Только три члена сената были против, когда сенаторы всей толпой перешли с их импровизированных мест: Гай Марий, Луций Корнелий Цинна и Публий Сульпиций Руф, трибун плебса.
– Я не верю этому, – пробормотал цензор Красс, обращаясь к своему соседу Луцию Цезарю. – Сульпиций?
– Он ведет себя очень своеобразно с того самого момента, как пришло известие о резне, – ответил Луций Цезарь. – Что говорить – ведь ты видел, как он взвился, когда услышал, что Митридат не делает различия между римлянами и италиками. Я представляю себе, как он сейчас сожалеет, что сам был одним из тех, кто никогда не хотел предоставлять избирательные права италикам.
– Почему же это побудило его поддержать Гая Мария?

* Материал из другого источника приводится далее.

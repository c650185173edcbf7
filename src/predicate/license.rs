//! License-expression helpers

use super::types::LicenseInputSpec;

const OPERATORS: [&str; 3] = ["AND", "OR", "WITH"];

/// Extract the license identifiers named by an expression.
///
/// Operators and grouping parentheses are dropped; identifiers keep their
/// first-seen order and appear once.
pub fn parse_licenses(expression: &str, list_version: Option<&str>) -> Vec<LicenseInputSpec> {
    let mut licenses: Vec<LicenseInputSpec> = Vec::new();
    let tokens = expression
        .split(|c: char| c.is_whitespace() || c == '(' || c == ')')
        .filter(|t| !t.is_empty())
        .filter(|t| !OPERATORS.iter().any(|op| t.eq_ignore_ascii_case(op)));

    for token in tokens {
        if licenses.iter().any(|l| l.name == token) {
            continue;
        }
        let mut license = LicenseInputSpec::new(token);
        license.list_version = list_version.map(str::to_string);
        licenses.push(license);
    }
    licenses
}

/// Join several expressions with `AND`, as plain text.
pub fn combine_licenses(expressions: &[String]) -> String {
    expressions.join(" AND ")
}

– Не знаю, Публий Лициний, – пожал плечами Луций Цезарь. – Я действительно не знаю этого.
Сульпиций оказался вместе с Марием и Цинной, потому что они выступили против сената – и только поэтому. Когда Сульпиций узнал о том, что произошло в Смирне, он испытал глубокое потрясение и уже не мог жить без чувства боли, вины, а также агонизирующего смятения разума, в которое его вверг только один небольшой факт – иноземный царь не делает различий между людьми Рима и Италии. А если он смешивает в одну кучу италиков и римлян, значит и в глазах остального мира между ними нет различий.
Когда разразилась война против Италии, Сульпиций как страстный патриот и консерватор, отдался римскому делу всем своим сердцем. Он был квестором в год смерти Друза и всего себя посвятил резко возросшим обязанностям. Именно благодаря его усилиям множество италиков погибли. Именно с его ведома жители Аскула пострадали намного ужаснее, чем того заслуживали. Тысячи италийских мальчиков, которые прошли во время триумфа Помпея Страбона по улицам Рима, были изгнаны из города без еды, одежды и денег, чтобы выжить или умереть в зависимости от силы воли, которая таилась в их незрелых телах. Но кого в Риме взволновало это ужасное наказание, которому подверглись люди, фактически бывшие сородичами? И чем Рим на самом деле отличался от понтийского царя? Его позиция, по крайней мере, была недвусмысленной! Он хотя бы не прикрывался праведностью и превосходством. Впрочем, как и Помпей Страбон. Именно сенат увиливал от прямого ответа.